PATRICIA CORNWELL. Point of Origin

‘And someone’s talked to this businessman?’

‘Not yet. Remember, this is Sparkes’s story. And I hate to tell you this, Doc, but don’t think people wouldn’t lie for him, either. If he’s behind all this, I can guarantee that he planned it right down to the fine print. And let me also add that by the time he’d arrived at Dulles to catch the flight to London, the fire was already going and the woman was dead. Who’s to say he didn’t kill her and then use some kind of timer to get the fire going after he’d left the farm?’

‘There’s nothing to say it,’ I agreed. ‘There’s also nothing to prove it. And there doesn’t seem to be much chance of our knowing such a thing unless some material turns up in forensic exams that might point to some sort of explosive device used remotely as an igniter.’

‘These days half the stuff in your house can be used as a timer. Alarm clocks, VCRs, computers, digital watches.’

‘That’s true. But something has to initiate low explosives, like blasting caps, sparks, a fuse, fire,’ I said. ‘Unless you have any other cleaning to do,’ I added dryly, ‘I’ll be heading out.’

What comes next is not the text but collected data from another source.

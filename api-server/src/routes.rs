//! JSON endpoints for the dashboard front end.
//!
//! `POST /api/analyze` and its alias `POST /api/analyze-reddit` take
//! `{"keyword": "..."}` and answer with the result record. `GET /api/health`
//! reports that the server is up.

use crate::worker::AnalysisJob;
use axum::body::Bytes;
use axum::extract::State;
use axum::http::StatusCode;
use axum::response::{IntoResponse, Response};
use axum::routing::{get, post};
use axum::{Json, Router};
use chrono::{SecondsFormat, Utc};
use serde::{Deserialize, Serialize};
use tokio::sync::mpsc;
use tower_http::cors::CorsLayer;
use tracing::{debug, error};

pub const KEYWORD_REQUIRED: &str = "Keyword is required";
pub const ANALYSIS_FAILED: &str = "Failed to analyze sentiment";
pub const INTERNAL_ERROR: &str = "Internal server error";
pub const SERVER_RUNNING: &str = "Server is running";

#[derive(Debug, Clone)]
pub struct ApiState {
    jobs: mpsc::Sender<AnalysisJob>,
    port: u16,
}

impl ApiState {
    pub fn new(jobs: mpsc::Sender<AnalysisJob>, port: u16) -> Self {
        Self { jobs, port }
    }
}

#[derive(Debug, Default, Deserialize)]
pub struct AnalyzeRequest {
    #[serde(default)]
    pub keyword: Option<String>,
}

impl AnalyzeRequest {
    /// The trimmed keyword; blank counts as absent.
    pub fn keyword(&self) -> Option<&str> {
        self.keyword
            .as_deref()
            .map(str::trim)
            .filter(|keyword| !keyword.is_empty())
    }
}

#[derive(Debug, Clone, PartialEq, Serialize, Deserialize)]
pub struct ErrorBody {
    pub error: String,
    #[serde(default, skip_serializing_if = "Option::is_none")]
    pub details: Option<String>,
}

#[derive(Debug, Clone, PartialEq, Serialize, Deserialize)]
pub struct HealthStatus {
    pub status: String,
    pub timestamp: String,
    pub port: u16,
}

pub fn router(state: ApiState) -> Router {
    Router::new()
        .route("/api/analyze", post(analyze))
        .route("/api/analyze-reddit", post(analyze))
        .route("/api/health", get(health))
        .layer(CorsLayer::permissive())
        .with_state(state)
}

async fn analyze(State(state): State<ApiState>, body: Bytes) -> Response {
    // A body that is not a JSON object is treated like one without a keyword.
    let request: AnalyzeRequest = serde_json::from_slice(&body).unwrap_or_else(|e| {
        debug!("Unreadable analyze request body: {}", e);
        AnalyzeRequest::default()
    });
    let Some(keyword) = request.keyword() else {
        return failure(StatusCode::BAD_REQUEST, KEYWORD_REQUIRED, None);
    };

    let (job, reply) = AnalysisJob::new(keyword);
    if state.jobs.send(job).await.is_err() {
        error!("Analysis worker is not running");
        return failure(
            StatusCode::INTERNAL_SERVER_ERROR,
            INTERNAL_ERROR,
            Some("analysis worker is not running".to_string()),
        );
    }

    match reply.await {
        Ok(Ok(record)) => Json(record).into_response(),
        Ok(Err(e)) => failure(
            StatusCode::INTERNAL_SERVER_ERROR,
            ANALYSIS_FAILED,
            Some(e.to_string()),
        ),
        Err(_) => failure(
            StatusCode::INTERNAL_SERVER_ERROR,
            INTERNAL_ERROR,
            Some("analysis was dropped before it finished".to_string()),
        ),
    }
}

async fn health(State(state): State<ApiState>) -> Json<HealthStatus> {
    Json(HealthStatus {
        status: SERVER_RUNNING.to_string(),
        timestamp: Utc::now().to_rfc3339_opts(SecondsFormat::Millis, true),
        port: state.port,
    })
}

fn failure(status: StatusCode, error: &str, details: Option<String>) -> Response {
    let body = ErrorBody {
        error: error.to_string(),
        details,
    };
    (status, Json(body)).into_response()
}
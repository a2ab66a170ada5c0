pub mod aggregator;
pub mod frequency;
pub mod keywords;
pub mod pipeline;
pub mod report;

pub use aggregator::{SentimentAggregator, SentimentCounts};
pub use pipeline::{Analyzer, RedditAnalyzer};
pub use report::ResultRecord;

‘Don’t be pissed at me,’ Marino said. ‘You know, it’s not like this whole damn thing is my fault.’

I stopped at his front door and looked at him. Thin gray wisps of hair clung to his sweating pate. He probably had dirty clothes flung all around his bedroom, and no one could clean and tidy up enough for him, not in a million years. I remembered Doris, his wife, and could imagine her docile servitude until the day she suddenly left and fell in love with another man.

It was as if Marino had been transfused with the wrong blood type. No matter how well his meaning or brilliant his work, he was in terrible conflict with his environment. And slowly it was killing him.

‘Just do me one favor,’ I said with my hand on the door.

He wiped his face on his shirt sleeve and got out his cigarettes.

‘Don’t encourage Lucy to jump to conclusions,’ I said. ‘You know as well as I do that the problem is local law enforcement, local politics. Marino, I don’t believe we’ve even come close to what this is all about, so let’s not crucify anyone just yet.’

‘I’m amazed,’ he said. ‘After all that son of a bitch did to run you out of office. And now suddenly he’s this saint?’

‘I didn’t say he was a saint. Frankly, I don’t know any saints.’

‘Sparkes-the-ladies’ man,’ Marino went on. ‘If I didn’t know better, I’d wonder if you were getting sweet on him.’

‘I won’t dignify that with a response.’

I walked out onto the porch, halfway tempted to slam the door in his face.

‘Yeah. Same thing everyone says when they’re guilty.’

He stepped out after me.

‘Don’t think I don’t know it when you and Wesley aren’t getting along . . .’

I turned to face him and pointed my finger like a gun.

‘Not one more word,’ I warned him. ‘You stay out of my business, and don’t you dare question my professionalism, Marino. You know better than that, goddamn it.’

I went down the front steps and got inside my car. I backed out slowly and with deliberate skill. I did not look at him as I drove off.

13

MONDAY MORNING WAS carried in on a storm that thrashed the city with violent winds and pelting rains. I drove to work with windshield wipers going fast and air conditioning on to defog the glass. When I opened my window to toss a token into the toll bin, my suit sleeve got drenched, and then of all days for this to happen, two funeral homes had parked inside the bay, and I had to leave my car outside. The fifteen seconds it took me to dash through the parking lot and unlock the back door of my building concluded my punishment. I was soaked. Water dripped from my hair and my shoes squished as I walked through the bay.

I checked the log in the morning office to see what had come in during the night. An infant had died in his parents’ bed. An elderly woman appeared to be a suicidal overdose, and, of course, there was a drug-related shooting from one of the housing projects on the fringes of what had become a more civilized and healthy downtown. In the last several years, the city had been ranked as one of the most violent in the United States, with as many as one hundred and sixty homicides in one year for a population of less than a quarter of a million people.